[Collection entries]
-=-=-=-=-
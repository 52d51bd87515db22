//! # mipcache
//!
//! Texture sampling and tile caching for offline rendering.
//!
//! Render threads filter mipmapped textures, shadow maps and environment
//! maps over arbitrary footprints. Tiles are read from the file the first
//! time a lookup touches them and are then shared, read-only, by every
//! thread for the rest of the session.
//!
//! # Architecture
//!
//! ```text
//! TextureSystem            path -> sampler registry, dummy fallback
//!   |
//!   +-- sampler::{texture, shadow, environment}
//!   |     footprint -> level selection -> wrap split -> filtered iteration
//!   |
//!   +-- MipmapLevelCache   levels built on first use
//!         |
//!         +-- MipLevel::Tiled(TileArray)    tiles fetched on first use
//!         +-- MipLevel::Flat(TextureBuffer) whole level read at once
//! ```
//!
//! Storage is monomorphized over the channel type ([`PixelFormat`]: u8,
//! u16, u32, f16, f32); the sampler factories pick the instantiation from
//! the file header and hand back trait objects.
//!
//! # Iteration
//!
//! Filtering walks a rectangular [`Support`] through a [`SampleIterator`],
//! either every pixel or a fixed number of low-discrepancy picks drawn from
//! the shared [`RandomOffsetTable`]. The same protocol runs over a plain
//! buffer, a tile array, or a mip level.
//!
//! # Quick Start
//!
//! ```rust
//! use std::sync::Arc;
//! use mipcache::footprint::SampleQuad;
//! use mipcache::input::{MemoryOpener, MemoryTexture};
//! use mipcache::TextureSystem;
//!
//! let opener = Arc::new(MemoryOpener::new());
//! opener.insert(
//!     MemoryTexture::builder("grey.tex")
//!         .tiled(16, 16)
//!         .level(32, 32, 1, &vec![0.5; 32 * 32])
//!         .build()
//!         .unwrap(),
//! );
//!
//! let system = TextureSystem::new(opener);
//! let sampler = system.texture_sampler("grey.tex");
//! let opts = sampler.default_sample_options();
//! let mut out = [0.0f32; 1];
//! sampler.sample(&SampleQuad::point(0.5, 0.5, 0.1), &opts, &mut out).unwrap();
//! assert!((out[0] - 0.5).abs() < 0.01);
//! ```

#![warn(missing_docs)]
#![warn(rustdoc::missing_crate_level_docs)]

pub mod attrs;
pub mod buffer;
pub mod error;
pub mod filter;
pub mod footprint;
pub mod input;
pub mod iter;
pub mod level;
pub mod mipmap;
pub mod options;
pub mod partition;
pub mod random;
pub mod sample;
pub mod sampler;
pub mod slot;
pub mod system;
pub mod tile;
pub mod tile_array;
pub mod wrap;

pub use attrs::{AttrValue, Attrs};
pub use buffer::TextureBuffer;
pub use error::{TexResult, TextureError};
pub use footprint::{DirectionQuad, Parallelogram, SampleQuad, ShadowQuad};
pub use input::{TextureHeader, TextureInput, TextureOpener};
pub use iter::SampleIterator;
pub use level::{LevelIter, MipLevel};
pub use mipmap::{LevelTransform, MipmapLevelCache};
pub use options::{FilterType, SampleOptions, WrapMode};
pub use partition::AreaPartition;
pub use random::RandomOffsetTable;
pub use sample::SampleVector;
pub use sampler::{EnvironmentSampler, ShadowSampler, TextureSampler};
pub use slot::{LazySlot, SlotState};
pub use system::TextureSystem;
pub use tile::TextureTile;
pub use tile_array::{TileArray, TileStats};

pub use mipcache_core::{ChannelLayout, DataFormat, FloatFormat, PixelFormat, Support};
-=-=-=-=-
=== TASK INSTRUCTIONS ===
Return, please, the lines of the data from the first through the line containing "picks drawn from", both kept, exactly as they stand and nothing more.

=== RESPONSE BOX ===
repository 52d51bd87515db22
//! # mipcache
//!
//! Texture sampling and tile caching for offline rendering.
//!
//! Render threads filter mipmapped textures, shadow maps and environment
//! maps over arbitrary footprints. Tiles are read from the file the first
//! time a lookup touches them and are then shared, read-only, by every
//! thread for the rest of the session.
//!
//! # Architecture
//!
//! ```text
//! TextureSystem            path -> sampler registry, dummy fallback
//!   |
//!   +-- sampler::{texture, shadow, environment}
//!   |     footprint -> level selection -> wrap split -> filtered iteration
//!   |
//!   +-- MipmapLevelCache   levels built on first use
//!         |
//!         +-- MipLevel::Tiled(TileArray)    tiles fetched on first use
//!         +-- MipLevel::Flat(TextureBuffer) whole level read at once
//! ```
//!
//! Storage is monomorphized over the channel type ([`PixelFormat`]: u8,
//! u16, u32, f16, f32); the sampler factories pick the instantiation from
//! the file header and hand back trait objects.
//!
//! # Iteration
//!
//! Filtering walks a rectangular [`Support`] through a [`SampleIterator`],
//! either every pixel or a fixed number of low-discrepancy picks drawn from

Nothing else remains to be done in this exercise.